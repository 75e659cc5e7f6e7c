// =============================================================================
// Commodity Channel Index (CCI)
// =============================================================================
//
//   TP  = (high + low + close) / 3
//   CCI = (TP - SMA(TP)) / (0.015 * MeanDeviation(TP))
//
// Mean deviation is taken around the window's SMA (see
// `stats::rolling_mean_abs_deviation`). A zero mean deviation yields 0.
// =============================================================================

use super::sma::calculate_sma;
use super::stats;

/// Lambert's constant: scales roughly 70-80% of values into [-100, 100].
pub const CCI_CONSTANT: f64 = 0.015;

/// Typical price `(high + low + close) / 3`, truncated to the shortest input.
pub fn typical_price(high: &[f64], low: &[f64], close: &[f64]) -> Vec<f64> {
    high.iter()
        .zip(low)
        .zip(close)
        .map(|((h, l), c)| (h + l + c) / 3.0)
        .collect()
}

/// Compute CCI. Element `i` corresponds to input index `i + period - 1`.
///
/// # Edge cases
/// - `period == 0` or fewer than `period` bars => empty vec
/// - Mean deviation of 0 (flat typical price) => 0.0
pub fn calculate_cci(high: &[f64], low: &[f64], close: &[f64], period: usize) -> Vec<f64> {
    let tp = typical_price(high, low, close);
    if !stats::has_window(tp.len(), period) {
        return Vec::new();
    }

    let sma = calculate_sma(&tp, period);
    let mean_dev = stats::rolling_mean_abs_deviation(&tp, period);

    sma.iter()
        .zip(&mean_dev)
        .enumerate()
        .map(|(i, (&avg, &dev))| {
            if dev == 0.0 {
                return 0.0;
            }
            let current = tp[stats::source_index(i, period)];
            let cci = (current - avg) / (CCI_CONSTANT * dev);
            if cci.is_finite() {
                cci
            } else {
                0.0
            }
        })
        .collect()
}

pub fn current_cci(high: &[f64], low: &[f64], close: &[f64], period: usize) -> Option<f64> {
    calculate_cci(high, low, close, period).last().copied()
}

• • • •

§ Directions
Your answer is only the number of lines in the listing above that include the string "usize".

§ Result below
2